L'Explication Prémisse
Cet article prévoit qu’en cas de contestation liée à une discrimination fondée sur le sexe, la situation de famille ou la grossesse, la personne (candidat·e, stagiaire, en formation ou salarié·e) n’a pas à prouver la discrimination de manière complète : il lui suffit d’apporter des éléments de fait qui font supposer qu’une discrimination a eu lieu. Une fois ces éléments établis, la charge de la preuve est renversée : c’est à l’employeur (la partie défenderesse) de démontrer que sa décision repose sur des motifs objectifs et étrangers à toute discrimination. Le juge peut, si nécessaire, ordonner toutes les mesures d’instruction utiles (ex. demander des pièces, entendre des témoins, ordonner une expertise) pour se forger sa conviction.
Une candidate se présente à un entretien pour un poste. Lors de l’entretien elle informe que sa grossesse est récente. Quelques jours plus tard elle reçoit un refus sans explication et constate qu’un poste identique est pourvu par une personne moins qualifiée et embauchée rapidement. La candidate saisit le conseil de prud’hommes et produit : le compte-rendu de l’entretien mentionnant la grossesse, le calendrier des recrutements et l’annonce originale. Ces éléments laissent supposer une discrimination liée à la grossesse. Il appartient alors à l’employeur de prouver que le refus était motivé par des éléments objectifs (par ex. compétences requises non détenues, critères de sélection appliqués de façon neutre, contraintes économiques), en produisant les procès‑verbaux du recrutement, les CV comparés et les échanges internes. Le juge peut ordonner la communication de pièces complémentaires ou l’audition de responsables RH pour vérifier la réalité des motifs avancés.
- Présomption de discrimination : la victime n’a pas à prouver pleinement la discrimination, seulement des éléments de fait laissant supposer son existence (sexe, situation de famille ou grossesse).
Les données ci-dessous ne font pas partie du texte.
pub mod engine;
pub mod states;

pub use engine::determine_next_step;
pub use states::{ConversationLifecycle, DialogueStep};
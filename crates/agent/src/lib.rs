//! Shipment intake dialogue
//!
//! This crate turns free-form chat messages into a structured shipment
//! request, one turn at a time:
//! 1. **Extraction** (`extraction`) - heuristic slot filling for origin,
//!    destination, cargo, weight and service level
//! 2. **Dialogue** (`dialogue`) - decides what to ask next and tracks retries
//! 3. **Responses** (`responses`) - prompt and confirmation templates
//! 4. **Runtime** (`runtime`) - loads a thread from the session store, runs a
//!    turn and writes the result back
//!
//! Everything here is deterministic. Quote computation and booking belong to
//! outside collaborators, which the runtime signals with
//! [`runtime::TurnReply::GenerateQuote`].

pub mod dialogue;
pub mod extraction;
pub mod responses;
pub mod runtime;

pub use dialogue::{DialogueEngine, TurnOutcome, GENERATE_QUOTE};
pub use extraction::{Gazetteer, SlotExtractor, StaticGazetteer};
pub use runtime::{AgentRuntime, RuntimeError, TurnReply, TurnResult};
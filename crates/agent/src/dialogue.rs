use tracing::{debug, warn};

use freightdesk_core::config::ExtractionConfig;
use freightdesk_core::domain::conversation::{
    is_invoice_notification, ConversationState, MessageRole,
};
use freightdesk_core::domain::shipment::{ServiceLevel, SlotField};
use freightdesk_core::flows::{ConversationLifecycle, DialogueStep};

use crate::extraction::{Gazetteer, SlotExtractor, StaticGazetteer};
use crate::responses;

/// Reply that tells the caller to run quote computation instead of
/// displaying text.
pub const GENERATE_QUOTE: &str = "GENERATE_QUOTE";

const AFFIRMATIVE_KEYWORDS: &[&str] = &["yes", "confirm", "proceed", "generate"];
const CHANGE_KEYWORDS: &[&str] = &["no", "change"];

#[derive(Clone, Debug, PartialEq, Eq)]
pub struct TurnOutcome {
    pub next_state: ConversationState,
    pub reply: String,
}

impl TurnOutcome {
    pub fn is_quote_request(&self) -> bool {
        self.reply == GENERATE_QUOTE
    }
}

#[derive(Clone, Debug, Default)]
pub struct DialogueEngine<G = StaticGazetteer> {
    extractor: SlotExtractor<G>,
}

impl DialogueEngine {
    /// Built-in gazetteer extended with `extraction.extra_locations`.
    pub fn from_config(config: &ExtractionConfig) -> Self {
        let gazetteer =
            StaticGazetteer::default().with_extra_locations(config.extra_locations.clone());
        Self::new(SlotExtractor::new(gazetteer))
    }
}

impl<G> DialogueEngine<G>
where
    G: Gazetteer,
{
    pub fn new(extractor: SlotExtractor<G>) -> Self {
        Self { extractor }
    }

    pub fn extractor(&self) -> &SlotExtractor<G> {
        &self.extractor
    }

    /// Runs one inbound message against `state`.
    ///
    /// The input state is left untouched; the returned state carries the
    /// merged slots, the attempt counter and the appended message log.
    pub fn process_turn(&self, state: &ConversationState, message: &str) -> TurnOutcome {
        if is_invoice_notification(message) {
            return TurnOutcome { next_state: state.clone(), reply: String::new() };
        }

        let step = state.current_step();
        let mut next = state.clone();
        let found = self.extractor.smart_extract(message, &state.shipment);
        let filled = next.shipment.merge_missing(found);
        if !filled.is_empty() {
            debug!(
                thread_id = %state.thread_id,
                step = %step,
                filled = %filled.iter().map(SlotField::label).collect::<Vec<_>>().join(","),
                "slots extracted from message"
            );
        }

        let reply = match step {
            DialogueStep::Greeting => {
                next.lifecycle = ConversationLifecycle::Collecting;
                next.attempts = 0;
                if filled.is_empty() {
                    responses::greeting()
                } else {
                    next_prompt(&next)
                }
            }
            DialogueStep::CollectOrigin
            | DialogueStep::CollectDestination
            | DialogueStep::CollectCargo
            | DialogueStep::CollectWeight => {
                let answered = step.target_field().is_some_and(|field| next.shipment.has(field));
                if answered {
                    next.attempts = 0;
                    next_prompt(&next)
                } else {
                    next.attempts = next.attempts.saturating_add(1);
                    responses::prompt_for(step, next.attempts, &next.shipment)
                }
            }
            DialogueStep::CollectServiceLevel => {
                next.shipment.service_level.get_or_insert(ServiceLevel::Standard);
                next.attempts = 0;
                next_prompt(&next)
            }
            DialogueStep::ReadyForQuote => {
                let lowered = message.to_lowercase();
                if AFFIRMATIVE_KEYWORDS.iter().any(|keyword| lowered.contains(keyword)) {
                    GENERATE_QUOTE.to_string()
                } else if is_change_request(&lowered) {
                    responses::change_request_prompt()
                } else {
                    responses::confirmation(&next.shipment)
                }
            }
            DialogueStep::QuoteGenerated | DialogueStep::Completed => {
                warn!(
                    thread_id = %state.thread_id,
                    step = %step,
                    "message received outside of slot collection"
                );
                responses::fallback_reply()
            }
        };

        if next.current_step() != step {
            next.attempts = 0;
        }

        next.push_message(MessageRole::User, message);
        if !reply.is_empty() && reply != GENERATE_QUOTE {
            next.push_message(MessageRole::Assistant, reply.clone());
        }
        next.touch();

        TurnOutcome { next_state: next, reply }
    }
}

fn next_prompt(state: &ConversationState) -> String {
    responses::prompt_for(state.current_step(), state.attempts, &state.shipment)
}

fn is_change_request(lowered: &str) -> bool {
    CHANGE_KEYWORDS.iter().any(|keyword| lowered.contains(keyword))
}
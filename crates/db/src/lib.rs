//! Session persistence for the dialogue engine.
//!
//! A [`SessionStore`] maps thread identifiers to their `ConversationState`.
//! Two backends ship here:
//! - [`InMemorySessionStore`] for tests and the interactive CLI
//! - [`SqlSessionStore`] backed by SQLite for long-running deployments
//!
//! Stores are constructed explicitly, usually through [`open_session_store`],
//! and injected into the agent runtime.

pub mod connection;
pub mod migrations;
pub mod repositories;
pub mod sessions;

pub use connection::{connect, connect_for, connect_with_settings, ping, DbPool};
pub use repositories::{InMemorySessionStore, SessionStore, SessionStoreError, SqlSessionStore};
pub use sessions::{open_session_store, OpenStoreError};
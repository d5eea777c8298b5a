//! Thread routes for the dialogue runtime.
//!
//! - `POST /v1/threads/{thread_id}/messages` - run one dialogue turn
//! - `GET  /v1/threads/{thread_id}`          - read the stored conversation
//! - `POST /v1/threads/{thread_id}/invoices` - attach an uploaded invoice
//!
//! Every response carries a correlation id, taken from the
//! `x-correlation-id` request header when present.

use std::sync::Arc;

use axum::{
    extract::{Path, State},
    http::{HeaderMap, StatusCode},
    routing::{get, post},
    Json, Router,
};
use freightdesk_agent::{AgentRuntime, RuntimeError, TurnReply};
use freightdesk_core::domain::conversation::{ConversationState, ThreadId, UserId};
use freightdesk_core::domain::shipment::ShipmentData;
use freightdesk_core::errors::{ApplicationError, InterfaceError};
use freightdesk_core::flows::DialogueStep;
use serde::{Deserialize, Serialize};
use tracing::{error, warn};
use uuid::Uuid;

pub const CORRELATION_HEADER: &str = "x-correlation-id";

#[derive(Clone)]
pub struct ThreadsState {
    runtime: Arc<AgentRuntime>,
}

#[derive(Debug, Deserialize)]
pub struct MessageRequest {
    pub user_id: String,
    pub text: String,
}

#[derive(Debug, Serialize)]
pub struct MessageResponse {
    pub thread_id: String,
    pub current_step: DialogueStep,
    pub reply: Option<String>,
    pub generate_quote: bool,
    pub shipment: ShipmentData,
    pub correlation_id: String,
}

#[derive(Debug, Serialize)]
pub struct ThreadResponse {
    pub current_step: DialogueStep,
    #[serde(flatten)]
    pub conversation: ConversationState,
}

#[derive(Debug, Deserialize)]
pub struct InvoiceRequest {
    pub invoice_id: String,
    pub file_name: String,
}

#[derive(Debug, Serialize)]
pub struct InvoiceResponse {
    pub thread_id: String,
    pub invoice_ids: Vec<String>,
    pub correlation_id: String,
}

#[derive(Debug, Serialize)]
pub struct ErrorResponse {
    pub error: String,
    pub detail: Option<String>,
    pub correlation_id: String,
}

type ApiError = (StatusCode, Json<ErrorResponse>);

pub fn router(runtime: Arc<AgentRuntime>) -> Router {
    Router::new()
        .route("/v1/threads/{thread_id}", get(get_thread))
        .route("/v1/threads/{thread_id}/messages", post(post_message))
        .route("/v1/threads/{thread_id}/invoices", post(post_invoice))
        .with_state(ThreadsState { runtime })
}

pub async fn post_message(
    Path(thread_id): Path<String>,
    State(state): State<ThreadsState>,
    headers: HeaderMap,
    Json(body): Json<MessageRequest>,
) -> Result<Json<MessageResponse>, ApiError> {
    let correlation_id = correlation_id(&headers);
    let user_id = body.user_id.trim();
    if user_id.is_empty() || thread_id.trim().is_empty() {
        return Err(bad_request("user_id and thread_id are required", &correlation_id));
    }

    let result = state
        .runtime
        .handle_thread_message(
            &UserId(user_id.to_string()),
            &ThreadId(thread_id.clone()),
            &body.text,
            &correlation_id,
        )
        .await
        .map_err(|error| runtime_error(error, &correlation_id))?;

    let (reply, generate_quote) = match result.reply {
        TurnReply::Message(text) => (Some(text), false),
        TurnReply::GenerateQuote => (None, true),
        TurnReply::Silent => (None, false),
    };

    Ok(Json(MessageResponse {
        thread_id,
        current_step: result.state.current_step(),
        reply,
        generate_quote,
        shipment: result.state.shipment,
        correlation_id,
    }))
}

pub async fn get_thread(
    Path(thread_id): Path<String>,
    State(state): State<ThreadsState>,
    headers: HeaderMap,
) -> Result<Json<ThreadResponse>, ApiError> {
    let correlation_id = correlation_id(&headers);
    let conversation = state
        .runtime
        .conversation(&ThreadId(thread_id))
        .await
        .map_err(|error| runtime_error(error, &correlation_id))?;

    Ok(Json(ThreadResponse { current_step: conversation.current_step(), conversation }))
}

pub async fn post_invoice(
    Path(thread_id): Path<String>,
    State(state): State<ThreadsState>,
    headers: HeaderMap,
    Json(body): Json<InvoiceRequest>,
) -> Result<Json<InvoiceResponse>, ApiError> {
    let correlation_id = correlation_id(&headers);
    let invoice_id = body.invoice_id.trim();
    let file_name = body.file_name.trim();
    if invoice_id.is_empty() || file_name.is_empty() {
        return Err(bad_request("invoice_id and file_name are required", &correlation_id));
    }

    let conversation = state
        .runtime
        .record_invoice_upload(&ThreadId(thread_id.clone()), invoice_id, file_name, &correlation_id)
        .await
        .map_err(|error| runtime_error(error, &correlation_id))?;

    Ok(Json(InvoiceResponse { thread_id, invoice_ids: conversation.invoice_ids, correlation_id }))
}

fn correlation_id(headers: &HeaderMap) -> String {
    headers
        .get(CORRELATION_HEADER)
        .and_then(|value| value.to_str().ok())
        .map(str::trim)
        .filter(|value| !value.is_empty())
        .map(ToString::to_string)
        .unwrap_or_else(|| Uuid::new_v4().to_string())
}

fn bad_request(detail: &str, correlation_id: &str) -> ApiError {
    interface_error(
        InterfaceError::BadRequest {
            message: detail.to_string(),
            correlation_id: correlation_id.to_string(),
        },
        Some(detail.to_string()),
    )
}

fn runtime_error(error: RuntimeError, correlation_id: &str) -> ApiError {
    let detail = match &error {
        RuntimeError::NotFound(_) | RuntimeError::ThreadOwnedByAnotherUser { .. } => {
            Some(error.to_string())
        }
        RuntimeError::Store(_) | RuntimeError::Domain(_) => None,
    };
    interface_error(ApplicationError::from(error).into_interface(correlation_id), detail)
}

fn interface_error(error: InterfaceError, detail: Option<String>) -> ApiError {
    let status = match &error {
        InterfaceError::BadRequest { .. } => StatusCode::BAD_REQUEST,
        InterfaceError::NotFound { .. } => StatusCode::NOT_FOUND,
        InterfaceError::ServiceUnavailable { .. } => StatusCode::SERVICE_UNAVAILABLE,
        InterfaceError::Internal { .. } => StatusCode::INTERNAL_SERVER_ERROR,
    };

    if status.is_server_error() {
        error!(
            event_name = "http.threads.failed",
            correlation_id = error.correlation_id(),
            error = %error,
            "thread request failed"
        );
    } else {
        warn!(
            event_name = "http.threads.rejected",
            correlation_id = error.correlation_id(),
            error = %error,
            "thread request rejected"
        );
    }

    (
        status,
        Json(ErrorResponse {
            error: error.user_message().to_string(),
            detail,
            correlation_id: error.correlation_id().to_string(),
        }),
    )
}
- Renversement de la charge de la preuve : une fois ces éléments produits, l’employeur doit prouver que sa décision reposait sur des motifs objectifs et non discriminatoires.
- Champ d’application : s’applique aux candidat·es à un emploi, à un stage ou à une période de formation, ainsi qu’aux salarié·es.
- Discrimination directe ou indirecte : le mécanisme couvre les deux formes (traitement explicite ou critères apparemment neutres ayant un effet discriminatoire).
- Pouvoir du juge : le juge peut ordonner toutes les mesures d’instruction utiles (examen de pièces, auditions, expertise) pour vérifier les justifications de l’employeur.
- Preuves attendues de l’employeur : critères de recrutement, procès‑verbaux, CV comparés, éléments économiques, appréciations objectives et documentées.
- Conséquences pratiques : si l’employeur ne justifie pas objectivement sa décision, il risque d’être condamné (dommages et intérêts, réintégration selon le cas).
- Importance de la documentation RH : tenir des critères de sélection écrits et des traces des décisions limite le risque et facilite la démonstration d’un motif non discriminatoire.